Excerpted from The Celluloid Specimen: Moving Image Research into Animal Life by Ben Schultz-Figueroa, published by the University of California Press. © 2023 by Ben Schultz-Figueroa.
Project Pigeon: Rendering the War Animal through Optical Technology
In his 1979 autobiography, The Shaping of a Behaviorist, B. F. Skinner recounted a fateful train ride to Chicago in 1940, just after the Nazis had invaded Denmark. Gazing out the train window, the renowned behaviorist was ruminating on the destructive power of aerial warfare when his eye unexpectedly caught a “flock of birds lifting and wheeling in formation as they flew alongside the train.” Skinner recounts: “Suddenly I saw them as ‘devices’ with excellent vision and extraordinary maneuverability. Could they not guide a missile?” Observing the coordination of the flock, its “lifting and wheeling,” inspired in Skinner a new vision of aerial warfare, one that yoked the senses and movements of living animals to the destructive power of modern ballistics. This momentary inspiration began a three-year project to weaponize pigeons, code-named “Project Pigeon,” by having them guide the flight of a bomb from inside its nose, a project that tied together laboratory research, military technology, and private industry.
This strange story is popularly discussed as a historical fluke of sorts, a wacky one-off in military research and development. As Skinner himself described it, one of the main obstacles to Project Pigeon even at the time was the perception of a pigeon guided missile as a “crackpot idea.” But in this section I will argue that it is, in fact, a telling example of the weaponization of animals in a modern technological setting where optical media was increasingly deployed on the battlefield, a transformation with increasing strategic and ethical implications for the way war is fought today. I demonstrate that Project Pigeon was historically placed at the intersection of a crucial shift in warfare away from the model of an elaborate chess game played out by generals and their armies and toward an ecological framework in which a wide array of nonhuman agents play crucial roles. As Jussi Parikka recently described a similar shift in artificial intelligence, this was a movement toward “agents that expressed complex behavior, not through preprogramming and centralization, but through autonomy, emergence, and distributed functioning.” The missile developed and marketed by Project Pigeon was premised on a conversion of the pigeon from an individual consciousness to a living machine, emptied of intentionality in order to leave behind only a controllable, yet dynamic and complex, behavior that could be designed and trusted to operate without the oversight of a human commander.

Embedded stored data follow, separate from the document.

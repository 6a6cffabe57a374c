//! # Structured Logging Module
//!
//! Environment-aware structured logging. Human-readable output by default,
//! JSON lines when `STEPFLOW_LOG_FORMAT=json`; `RUST_LOG` overrides the
//! environment-derived level.

use crate::config::ConfigManager;
use chrono::Utc;
use std::sync::OnceLock;
use tracing_subscriber::{fmt, layer::SubscriberExt, util::SubscriberInitExt, EnvFilter, Layer};
use uuid::Uuid;

static LOGGER_INITIALIZED: OnceLock<()> = OnceLock::new();

/// Output format for the console layer
#[derive(Debug, Clone, Copy, PartialEq, Eq)]
pub enum LogFormat {
    Human,
    Json,
}

impl LogFormat {
    fn from_env() -> Self {
        match std::env::var("STEPFLOW_LOG_FORMAT") {
            Ok(value) if value.eq_ignore_ascii_case("json") => Self::Json,
            _ => Self::Human,
        }
    }
}

/// Initialize structured logging with environment-specific configuration.
///
/// Safe to call repeatedly and alongside a subscriber installed by the host
/// application: only the first call does anything, and an existing global
/// subscriber is left in place.
pub fn init_structured_logging() {
    LOGGER_INITIALIZED.get_or_init(|| {
        let environment = ConfigManager::detect_environment();
        let filter = EnvFilter::try_from_default_env()
            .unwrap_or_else(|_| EnvFilter::new(get_log_level(&environment)));
        let format = LogFormat::from_env();

        let layer = match format {
            LogFormat::Json => fmt::layer()
                .with_target(true)
                .with_thread_ids(true)
                .with_level(true)
                .json()
                .with_filter(filter)
                .boxed(),
            LogFormat::Human => fmt::layer()
                .with_target(true)
                .with_thread_ids(true)
                .with_level(true)
                .with_ansi(true)
                .with_filter(filter)
                .boxed(),
        };

        if tracing_subscriber::registry().with(layer).try_init().is_err() {
            tracing::debug!(
                "Global tracing subscriber already initialized - continuing with existing subscriber"
            );
        }

        tracing::info!(
            pid = std::process::id(),
            environment = %environment,
            format = ?format,
            "🔧 STRUCTURED LOGGING: Initialized"
        );
    });
}

/// Get log level based on environment
fn get_log_level(environment: &str) -> &'static str {
    match environment {
        "production" => "info",
        "test" => "warn",
        _ => "debug",
    }
}

/// Log structured data for execution operations
pub fn log_execution_operation(
    operation: &str,
    execution_id: Option<Uuid>,
    workflow_id: Option<&str>,
    provider: Option<&str>,
    status: &str,
    details: Option<&str>,
) {
    tracing::info!(
        operation = %operation,
        execution_id = execution_id.map(|id| id.to_string()),
        workflow_id = workflow_id,
        provider = provider,
        status = %status,
        details = details,
        timestamp = %Utc::now().to_rfc3339(),
        "📋 EXECUTION_OPERATION"
    );
}

/// Log structured data for step operations
pub fn log_step_operation(
    operation: &str,
    execution_id: Uuid,
    step_id: &str,
    attempt: u32,
    status: &str,
    details: Option<&str>,
) {
    tracing::info!(
        operation = %operation,
        execution_id = %execution_id,
        step_id = %step_id,
        attempt = attempt,
        status = %status,
        details = details,
        timestamp = %Utc::now().to_rfc3339(),
        "🔧 STEP_OPERATION"
    );
}

#[cfg(test)]
mod tests {
    use super::*;

    #[test]
    fn test_log_level_mapping() {
        assert_eq!(get_log_level("test"), "warn");
        assert_eq!(get_log_level("development"), "debug");
        assert_eq!(get_log_level("production"), "info");
        assert_eq!(get_log_level("staging"), "debug");
    }

    #[test]
    fn test_initialization_is_idempotent() {
        init_structured_logging();
        init_structured_logging();
        log_execution_operation("execute", Some(Uuid::new_v4()), Some("wf1"), None, "running", None);
    }
}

Here is a reimagining of what a combatant can be, no longer dependent on a decision-making human actor but rather on a complex array of interactions among an organism, device, and environment. As we will see, the vision of a pigeon-guided bomb presaged the nonhuman sight of the smart bomb, drone, and military robot, where artificial intelligence and computer algorithms replace the operations of its animal counterpart.
Media and cinema scholars have written extensively about the transforming visual landscape of the battlefield and film’s place within this shifting history. Militaries from across the globe have pushed film to be used in dramatically unorthodox ways. Lee Grieveson and Haidee Wasson argue that the US military historically used film as “an iterative apparatus with multiple capacities and functions,” experimenting with the design of the camera, projector, and screen to fit new strategic interests as they arose. As Wasson argues in her chapter dedicated to experimental projection practices, the US Army “boldly dissembled cinema’s settled routines and structures, rearticulating film projection as but one integral element of a growing institution with highly complex needs.” As propaganda, film was used to portray the military to civilians at home and abroad; as training films, it was used to consistently instruct large numbers of recruits; as industrial and advertising films, different branches of the military used it to speak to each other. Like these examples, Project Pigeon relied on a radically unorthodox use of film that directed it into new terrains, intervening in the long-standing relationship between the moving image and its spectators to marshal its influence on nonhuman viewers, as well as humans. Here, we will see a hitherto unstudied use of the optical media, in which film was a catalyst for transforming animals into weapons and combatants.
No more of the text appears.